Let $A$ and $B$ be $W^{*}$-algebras, let $X$ be an $A-B$-equivalence bimodule (according to the definition given in "Morita equivalence for $C^*$-algebras and $W^*$-algebras" by Rieffel, link:http://dmitripavlov.org/scans/rieffel.pdf ), the **conjugate equivalence bimodule** of $X$, written $\widetilde{X}$, is the space $X$ but with conjugate operations of $A, B$ and the complex numbers, that is,

$b\widetilde{x} = \widetilde{xb^*}$, $\widetilde{x}a = \widetilde{a^*x}$,

and with inner products

$\langle \widetilde{x},\widetilde{y} \rangle_B = \langle x,y \rangle_B$, etc.

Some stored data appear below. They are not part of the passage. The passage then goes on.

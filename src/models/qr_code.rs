//! QR code models.
//!
//! A QR code row is a labelled entry point ("Lobby", "Room 204") to a form.
//! The printed code encodes a tracking URL so scans can be counted before the
//! guest is redirected to the public form.

use chrono::{DateTime, Utc};
use serde::{Deserialize, Serialize};
use uuid::Uuid;
use validator::Validate;

#[derive(Debug, Clone, sqlx::FromRow, Serialize)]
pub struct QrCode {
    pub id: Uuid,
    pub hotel_id: Uuid,
    pub form_id: Uuid,
    pub label: String,
    pub scan_count: i64,
    pub created_at: DateTime<Utc>,
}

/// QR code as returned to clients, with the URLs it points at.
#[derive(Debug, Serialize)]
pub struct QrCodeResponse {
    #[serde(flatten)]
    pub qr_code: QrCode,
    pub tracking_url: String,
    pub form_url: String,
    pub image_url: String,
}

/// Request body for `POST /api/forms/{id}/qr-codes`.
#[derive(Debug, Deserialize, Validate)]
pub struct CreateQrCodeRequest {
    #[validate(length(min = 1, max = 120, message = "Label must be 1-120 characters"))]
    pub label: String,
}

/// Query parameters for PNG rendering.
#[derive(Debug, Default, Deserialize)]
pub struct QrImageQuery {
    /// Minimum edge length in pixels
    pub size: Option<u32>,
}
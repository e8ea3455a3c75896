//! Error types and HTTP error response handling.
//!
//! This module defines all application errors and how they are converted
//! into HTTP responses with appropriate status codes and JSON bodies.

use axum::{
    Json,
    http::StatusCode,
    response::{IntoResponse, Response},
};
use serde_json::json;

/// Application-wide error type.
///
/// Each variant maps to a specific HTTP status code and error message.
///
/// # Error Categories
///
/// - **Database Errors**: Any sqlx::Error from database operations
/// - **Authentication Errors**: Missing/invalid tokens, bad credentials
/// - **Authorization Errors**: Role or tenant mismatch
/// - **Resource Errors**: Requested resources not found or already existing
/// - **Validation Errors**: Invalid request data
/// - **Upstream Errors**: Translation provider failures
#[derive(Debug, thiserror::Error)]
pub enum AppError {
    /// Database operation failed (e.g., connection error, query error).
    #[error("Database error: {0}")]
    Database(#[from] sqlx::Error),

    /// Bearer token is missing, malformed, or expired.
    ///
    /// Returns HTTP 401 Unauthorized.
    #[error("Unauthorized")]
    Unauthorized,

    /// Email/password combination does not match an active user.
    #[error("Invalid email or password")]
    InvalidCredentials,

    /// Authenticated user may not act on this resource.
    ///
    /// Returns HTTP 403 Forbidden.
    #[error("Forbidden")]
    Forbidden,

    /// Requested resource does not exist or is not visible to the caller.
    ///
    /// Returns HTTP 404 Not Found. Holds the resource name, e.g. "Hotel".
    #[error("{0} not found")]
    NotFound(&'static str),

    /// Unique resource already exists (e.g., a user with the same email).
    ///
    /// Returns HTTP 409 Conflict.
    #[error("{0} already exists")]
    AlreadyExists(&'static str),

    /// Request body or parameters are invalid.
    ///
    /// Returns HTTP 400 Bad Request.
    /// The String contains details about what was invalid.
    #[error("Invalid request")]
    InvalidRequest(String),

    /// The translation provider failed or answered with an error.
    ///
    /// Returns HTTP 502 Bad Gateway.
    #[error("Translation failed: {0}")]
    Translation(String),

    /// Anything else (hashing, token signing, image encoding).
    #[error("Internal error: {0}")]
    Internal(#[from] anyhow::Error),
}

impl AppError {
    /// Status code and machine-readable code for this error.
    fn status_and_code(&self) -> (StatusCode, &'static str) {
        match self {
            AppError::Unauthorized => (StatusCode::UNAUTHORIZED, "unauthorized"),
            AppError::InvalidCredentials => (StatusCode::UNAUTHORIZED, "invalid_credentials"),
            AppError::Forbidden => (StatusCode::FORBIDDEN, "forbidden"),
            AppError::NotFound(_) => (StatusCode::NOT_FOUND, "not_found"),
            AppError::AlreadyExists(_) => (StatusCode::CONFLICT, "already_exists"),
            AppError::InvalidRequest(_) => (StatusCode::BAD_REQUEST, "invalid_request"),
            AppError::Translation(_) => (StatusCode::BAD_GATEWAY, "translation_failed"),
            AppError::Database(_) | AppError::Internal(_) => {
                (StatusCode::INTERNAL_SERVER_ERROR, "internal_error")
            }
        }
    }
}

/// Convert AppError into an HTTP response.
///
/// All errors return JSON in this format:
/// ```json
/// {
///   "error": {
///     "code": "error_type",
///     "message": "Human-readable error message"
///   }
/// }
/// ```
///
/// Database and internal errors are logged and replaced with a generic
/// message so no details leak to clients.
impl IntoResponse for AppError {
    fn into_response(self) -> Response {
        let (status, code) = self.status_and_code();

        let message = match &self {
            AppError::InvalidRequest(msg) => msg.clone(),
            AppError::Database(e) => {
                tracing::error!(error = %e, "database error");
                "An internal error occurred".to_string()
            }
            AppError::Internal(e) => {
                tracing::error!(error = %e, "internal error");
                "An internal error occurred".to_string()
            }
            other => other.to_string(),
        };

        let body = Json(json!({
            "error": {
                "code": code,
                "message": message
            }
        }));

        (status, body).into_response()
    }
}

#[cfg(test)]
mod tests {
    use super::*;

    #[test]
    fn status_codes_match_error_kind() {
        assert_eq!(
            AppError::Unauthorized.into_response().status(),
            StatusCode::UNAUTHORIZED
        );
        assert_eq!(
            AppError::Forbidden.into_response().status(),
            StatusCode::FORBIDDEN
        );
        assert_eq!(
            AppError::NotFound("Hotel").into_response().status(),
            StatusCode::NOT_FOUND
        );
        assert_eq!(
            AppError::AlreadyExists("User").into_response().status(),
            StatusCode::CONFLICT
        );
        assert_eq!(
            AppError::InvalidRequest("bad".into()).into_response().status(),
            StatusCode::BAD_REQUEST
        );
        assert_eq!(
            AppError::Translation("down".into()).into_response().status(),
            StatusCode::BAD_GATEWAY
        );
        assert_eq!(
            AppError::Database(sqlx::Error::RowNotFound)
                .into_response()
                .status(),
            StatusCode::INTERNAL_SERVER_ERROR
        );
    }

    #[tokio::test]
    async fn internal_details_are_hidden() {
        let response = AppError::Internal(anyhow::anyhow!("secret detail")).into_response();
        let bytes = axum::body::to_bytes(response.into_body(), usize::MAX)
            .await
            .unwrap();
        let body: serde_json::Value = serde_json::from_slice(&bytes).unwrap();
        assert_eq!(body["error"]["code"], "internal_error");
        assert_eq!(body["error"]["message"], "An internal error occurred");
    }

    #[test]
    fn not_found_names_the_resource() {
        assert_eq!(AppError::NotFound("Form").to_string(), "Form not found");
    }
}
//! Hotel management HTTP handlers.
//!
//! Super-admin endpoints (behind the super-admin layer):
//! - POST /api/admin/hotels - Onboard a hotel with its first admin
//! - GET /api/admin/hotels - Search and page through hotels
//! - PATCH /api/admin/hotels/{id}/status - Activate or suspend
//! - DELETE /api/admin/hotels/{id} - Soft delete
//! - GET/POST /api/admin/hotels/{id}/users - Hotel admins
//! - PATCH /api/admin/users/{id}/status - Activate or deactivate an admin
//!
//! Hotel-scoped endpoints (own hotel, or any hotel for super-admins):
//! - GET/PUT /api/hotels/{id}

use crate::{
    error::AppError,
    middleware::auth::AuthContext,
    models::{
        hotel::{
            CreateHotelRequest, CreateHotelResponse, Hotel, HotelListQuery, UpdateHotelRequest,
            UpdateHotelStatusRequest,
        },
        pagination::Paginated,
        user::{CreateHotelAdminRequest, UpdateUserStatusRequest, UserResponse},
    },
    services::hotel_service,
    state::AppState,
    validation::validate_request,
};
use axum::{
    Extension, Json,
    extract::{Path, Query, State},
    http::StatusCode,
};
use uuid::Uuid;

/// Onboard a new hotel.
///
/// # Endpoint
///
/// `POST /api/admin/hotels`
///
/// # Request Body
///
/// ```json
/// {
///   "name": "Seaside Inn",
///   "email": "front-desk@seaside.example",
///   "city": "Lisbon",
///   "default_language": "en",
///   "admin_name": "Maria Costa",
///   "admin_email": "maria@seaside.example"
/// }
/// ```
///
/// # Response
///
/// - **Success (201 Created)**: hotel, admin profile and trial subscription.
///   The admin receives a welcome email with a temporary password.
/// - **Error (400)**: Validation failed
/// - **Error (409)**: Admin email already registered
pub async fn create_hotel(
    State(state): State<AppState>,
    Json(request): Json<CreateHotelRequest>,
) -> Result<(StatusCode, Json<CreateHotelResponse>), AppError> {
    validate_request(&request)?;

    let response =
        hotel_service::create_hotel(&state.pool, &state.config, state.mailer.as_ref(), request)
            .await?;

    Ok((StatusCode::CREATED, Json(response)))
}

/// List hotels.
///
/// # Query Parameters
///
/// - `search` - matches name, city or email (case-insensitive)
/// - `status` - `active`, `suspended` or `deleted`
/// - `page`, `limit` - pagination (defaults 1 and 20)
pub async fn list_hotels(
    State(state): State<AppState>,
    Query(query): Query<HotelListQuery>,
) -> Result<Json<Paginated<Hotel>>, AppError> {
    let hotels = hotel_service::list_hotels(&state.pool, query).await?;
    Ok(Json(hotels))
}

pub async fn get_hotel(
    State(state): State<AppState>,
    Extension(auth): Extension<AuthContext>,
    Path(hotel_id): Path<Uuid>,
) -> Result<Json<Hotel>, AppError> {
    auth.ensure_hotel_access(hotel_id)?;

    let hotel = hotel_service::find_hotel(&state.pool, hotel_id).await?;
    Ok(Json(hotel))
}

/// Update the hotel profile. Absent fields are left unchanged.
pub async fn update_hotel(
    State(state): State<AppState>,
    Extension(auth): Extension<AuthContext>,
    Path(hotel_id): Path<Uuid>,
    Json(request): Json<UpdateHotelRequest>,
) -> Result<Json<Hotel>, AppError> {
    auth.ensure_hotel_access(hotel_id)?;
    validate_request(&request)?;

    let hotel = hotel_service::update_hotel(&state.pool, hotel_id, request).await?;
    Ok(Json(hotel))
}

pub async fn update_hotel_status(
    State(state): State<AppState>,
    Path(hotel_id): Path<Uuid>,
    Json(request): Json<UpdateHotelStatusRequest>,
) -> Result<Json<Hotel>, AppError> {
    let hotel = hotel_service::set_hotel_status(&state.pool, hotel_id, request.status).await?;
    Ok(Json(hotel))
}

/// Soft delete a hotel. Its admins can no longer log in.
pub async fn delete_hotel(
    State(state): State<AppState>,
    Path(hotel_id): Path<Uuid>,
) -> Result<StatusCode, AppError> {
    hotel_service::delete_hotel(&state.pool, hotel_id).await?;
    Ok(StatusCode::NO_CONTENT)
}

pub async fn list_hotel_admins(
    State(state): State<AppState>,
    Path(hotel_id): Path<Uuid>,
) -> Result<Json<Vec<UserResponse>>, AppError> {
    hotel_service::find_hotel(&state.pool, hotel_id).await?;

    let admins = hotel_service::list_hotel_admins(&state.pool, hotel_id).await?;
    Ok(Json(admins))
}

/// Add another admin to a hotel; they get a welcome email with a temporary
/// password.
pub async fn add_hotel_admin(
    State(state): State<AppState>,
    Path(hotel_id): Path<Uuid>,
    Json(request): Json<CreateHotelAdminRequest>,
) -> Result<(StatusCode, Json<UserResponse>), AppError> {
    validate_request(&request)?;

    let admin = hotel_service::add_hotel_admin(
        &state.pool,
        &state.config,
        state.mailer.as_ref(),
        hotel_id,
        &request.name,
        &request.email,
    )
    .await?;

    Ok((StatusCode::CREATED, Json(admin)))
}

pub async fn update_user_status(
    State(state): State<AppState>,
    Path(user_id): Path<Uuid>,
    Json(request): Json<UpdateUserStatusRequest>,
) -> Result<Json<UserResponse>, AppError> {
    let user = hotel_service::set_user_active(&state.pool, user_id, request.is_active).await?;
    Ok(Json(user))
}
//! Support service - hotel admins ask, super-admins answer.

use uuid::Uuid;

use crate::{
    config::Config,
    db::DbPool,
    error::AppError,
    models::{
        pagination::{PageParams, Paginated},
        support::{
            CreateSupportRequest, SupportListQuery, SupportRequest, SupportRequestView,
            UpdateSupportRequest,
        },
    },
    services::{
        auth_service,
        mail::{self, Mailer},
    },
    validation::normalize_optional,
};

const VIEW_SELECT: &str = r#"
    SELECT r.*, h.name AS hotel_name, u.name AS requester_name, u.email AS requester_email
    FROM support_requests r
    JOIN hotels h ON h.id = r.hotel_id
    JOIN users u ON u.id = r.user_id
"#;

/// Open a support request and send the requester a confirmation.
pub async fn create_request(
    pool: &DbPool,
    config: &Config,
    mailer: &dyn Mailer,
    hotel_id: Uuid,
    user_id: Uuid,
    request: CreateSupportRequest,
) -> Result<SupportRequest, AppError> {
    let requester = auth_service::find_user_by_id(pool, user_id)
        .await?
        .ok_or(AppError::Unauthorized)?;

    let support_request = sqlx::query_as::<_, SupportRequest>(
        r#"
        INSERT INTO support_requests (hotel_id, user_id, subject, message, priority)
        VALUES ($1, $2, $3, $4, $5)
        RETURNING *
        "#,
    )
    .bind(hotel_id)
    .bind(user_id)
    .bind(request.subject.trim())
    .bind(request.message.trim())
    .bind(request.priority)
    .fetch_one(pool)
    .await?;

    tracing::info!(
        support_request_id = %support_request.id,
        %hotel_id,
        priority = ?support_request.priority,
        "Support request opened"
    );

    let confirmation = mail::templates::support_received(
        &config.app_name,
        &requester.name,
        &support_request.subject,
    );
    mail::deliver(mailer, &requester.email, confirmation).await;

    Ok(support_request)
}

/// Requests of one hotel, or all hotels when `hotel_id` is `None`.
pub async fn list_requests(
    pool: &DbPool,
    hotel_id: Option<Uuid>,
    query: &SupportListQuery,
) -> Result<Paginated<SupportRequestView>, AppError> {
    let params = PageParams {
        page: query.page,
        limit: query.limit,
    };

    let total: i64 = sqlx::query_scalar(
        r#"
        SELECT COUNT(*) FROM support_requests
        WHERE ($1::uuid IS NULL OR hotel_id = $1)
          AND ($2::support_status IS NULL OR status = $2)
        "#,
    )
    .bind(hotel_id)
    .bind(query.status)
    .fetch_one(pool)
    .await?;

    let requests = sqlx::query_as::<_, SupportRequestView>(&format!(
        r#"{VIEW_SELECT}
        WHERE ($1::uuid IS NULL OR r.hotel_id = $1)
          AND ($2::support_status IS NULL OR r.status = $2)
        ORDER BY r.created_at DESC
        LIMIT $3 OFFSET $4
        "#
    ))
    .bind(hotel_id)
    .bind(query.status)
    .bind(params.limit())
    .bind(params.offset())
    .fetch_all(pool)
    .await?;

    Ok(Paginated::new(requests, total, params))
}

async fn find_request_view(pool: &DbPool, request_id: Uuid) -> Result<SupportRequestView, AppError> {
    sqlx::query_as::<_, SupportRequestView>(&format!("{VIEW_SELECT} WHERE r.id = $1"))
        .bind(request_id)
        .fetch_optional(pool)
        .await?
        .ok_or(AppError::NotFound("Support request"))
}

/// Update status and/or response. The requester is emailed when the
/// response text changes.
pub async fn update_request(
    pool: &DbPool,
    config: &Config,
    mailer: &dyn Mailer,
    request_id: Uuid,
    update: UpdateSupportRequest,
) -> Result<SupportRequestView, AppError> {
    let response = normalize_optional(update.response);
    if update.status.is_none() && response.is_none() {
        return Err(AppError::InvalidRequest(
            "Nothing to update: provide a status or a response".to_string(),
        ));
    }

    let current = find_request_view(pool, request_id).await?;

    let updated = sqlx::query_as::<_, SupportRequest>(
        r#"
        UPDATE support_requests
        SET status = COALESCE($2, status),
            response = COALESCE($3, response),
            updated_at = NOW()
        WHERE id = $1
        RETURNING *
        "#,
    )
    .bind(request_id)
    .bind(update.status)
    .bind(&response)
    .fetch_one(pool)
    .await?;

    tracing::info!(
        support_request_id = %request_id,
        status = ?updated.status,
        responded = response.is_some(),
        "Support request updated"
    );

    let answered = response.is_some() && response != current.request.response;
    if answered {
        let content = mail::templates::support_response(
            &config.app_name,
            &current.requester_name,
            &updated.subject,
            updated.status,
            updated.response.as_deref(),
        );
        mail::deliver(mailer, &current.requester_email, content).await;
    }

    Ok(SupportRequestView {
        request: updated,
        ..current
    })
}
//! Shared application state handed to every handler.

use std::sync::Arc;

use crate::{
    config::Config,
    db::DbPool,
    services::{mail::Mailer, translation_service::TranslationService},
};

#[derive(Clone)]
pub struct AppState {
    pub pool: DbPool,
    pub config: Arc<Config>,
    pub mailer: Arc<dyn Mailer>,
    pub translator: Arc<TranslationService>,
}
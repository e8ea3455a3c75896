//! Guest Feedback Service - Main Application Entry Point
//!
//! Multi-tenant backend for hotel guest feedback: hotels build feedback
//! forms, guests answer them from QR codes in their own language, and hotel
//! admins work through the reviews. A super-admin onboards hotels and
//! manages their subscriptions.
//!
//! # Architecture
//!
//! - **Web Framework**: Axum (async HTTP server)
//! - **Database**: PostgreSQL with sqlx (async queries)
//! - **Authentication**: JWT bearer tokens, Argon2 password hashes
//! - **Email**: SMTP via lettre (logged when SMTP is not configured)
//! - **Translation**: MyMemory HTTP API behind an in-memory cache
//!
//! # Startup Flow
//!
//! 1. Load configuration from environment variables
//! 2. Create database connection pool
//! 3. Run database migrations and seed the bootstrap super-admin
//! 4. Build the mailer and translation service
//! 5. Build HTTP router with routes and middleware
//! 6. Start server on configured port

mod config;
mod db;
mod error;
mod handlers;
mod middleware;
mod models;
mod routes;
mod services;
mod state;
mod validation;

use std::sync::Arc;

use tracing_subscriber::EnvFilter;

use services::translation_service::{MyMemoryProvider, TranslationService};

#[tokio::main]
async fn main() -> anyhow::Result<()> {
    // Reads RUST_LOG (defaults to "info" level)
    tracing_subscriber::fmt()
        .with_env_filter(EnvFilter::try_from_default_env().unwrap_or_else(|_| "info".into()))
        .init();

    let config = config::Config::from_env()?;
    config.validate()?;
    tracing::info!(app_url = %config.base_url(), "Configuration loaded");

    let pool = db::create_pool(&config.database_url).await?;
    tracing::info!("Database pool created");

    db::run_migrations(&pool).await?;
    tracing::info!("Database migrations complete");

    db::seed_super_admin(&pool, &config).await?;

    let mailer = services::mail::from_config(&config)?;
    let provider = MyMemoryProvider::new(&config)?;
    let translator = TranslationService::new(Arc::new(provider));

    let addr = format!("0.0.0.0:{}", config.server_port);

    let app = routes::router(state::AppState {
        pool,
        config: Arc::new(config),
        mailer,
        translator: Arc::new(translator),
    });

    let listener = tokio::net::TcpListener::bind(&addr).await?;
    tracing::info!("Server listening on {}", addr);

    axum::serve(listener, app).await?;

    Ok(())
}
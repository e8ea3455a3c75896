//! Dashboard statistics.

use serde::Serialize;

use crate::models::review::Review;

/// Review statistics for one hotel.
#[derive(Debug, Serialize)]
pub struct HotelStats {
    pub total_reviews: i64,
    pub reviews_last_30_days: i64,
    pub average_rating: Option<f64>,

    /// Count of rated reviews per rounded star value; index 0 is one star
    pub rating_distribution: [i64; 5],

    pub new_reviews: i64,
    pub read_reviews: i64,
    pub archived_reviews: i64,
    pub active_forms: i64,
    pub qr_scans: i64,
    pub latest_reviews: Vec<Review>,
}

/// Platform-wide statistics for super-admins.
#[derive(Debug, Default, Serialize, sqlx::FromRow)]
pub struct PlatformStats {
    pub total_hotels: i64,
    pub active_hotels: i64,
    pub suspended_hotels: i64,
    pub active_subscriptions: i64,
    pub trialing_subscriptions: i64,
    pub lapsed_subscriptions: i64,
    pub total_reviews: i64,
    pub reviews_last_30_days: i64,
    pub open_support_requests: i64,
}

/// Bucket `(rounded_star, count)` rows into a five-slot distribution.
/// Stars outside 1..=5 are ignored.
pub fn rating_distribution(rows: &[(i32, i64)]) -> [i64; 5] {
    let mut distribution = [0; 5];
    for &(star, count) in rows {
        if (1..=5).contains(&star) {
            distribution[(star - 1) as usize] += count;
        }
    }
    distribution
}

#[cfg(test)]
mod tests {
    use super::*;

    #[test]
    fn distribution_fills_slots() {
        let rows = [(5, 10), (3, 2), (1, 1), (0, 7), (6, 1)];
        assert_eq!(rating_distribution(&rows), [1, 0, 2, 0, 10]);
    }
}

for $x,y \in X, b \in B, a \in A$.

Rieffel says that this $\widetilde{X}$ is a $B-A$-equivalence bimodule, the proof is apparently verified by routine computations, thing is, I was curious about this:

**If $\widetilde{X}$ is a $B-A$-equivalence bimodule, shouldn't $\langle -,- \rangle_B: \widetilde{X} \times \widetilde{X} \rightarrow B$ satisfy**

**$ \langle b\widetilde{x},\widetilde{y} \rangle_B = b \langle \widetilde{x},\widetilde{y} \rangle_B$**

**or something similar to condition (3) of definition 3.1 on page 63 in Rieffel's paper?**

(which says that $\langle -,- \rangle_B: X \times X \rightarrow B$ should satisfy

$\langle x,yb \rangle_B = \langle x,y \rangle_Bb$

for all $x,y \in B$, $b \in B$).

Thanks :)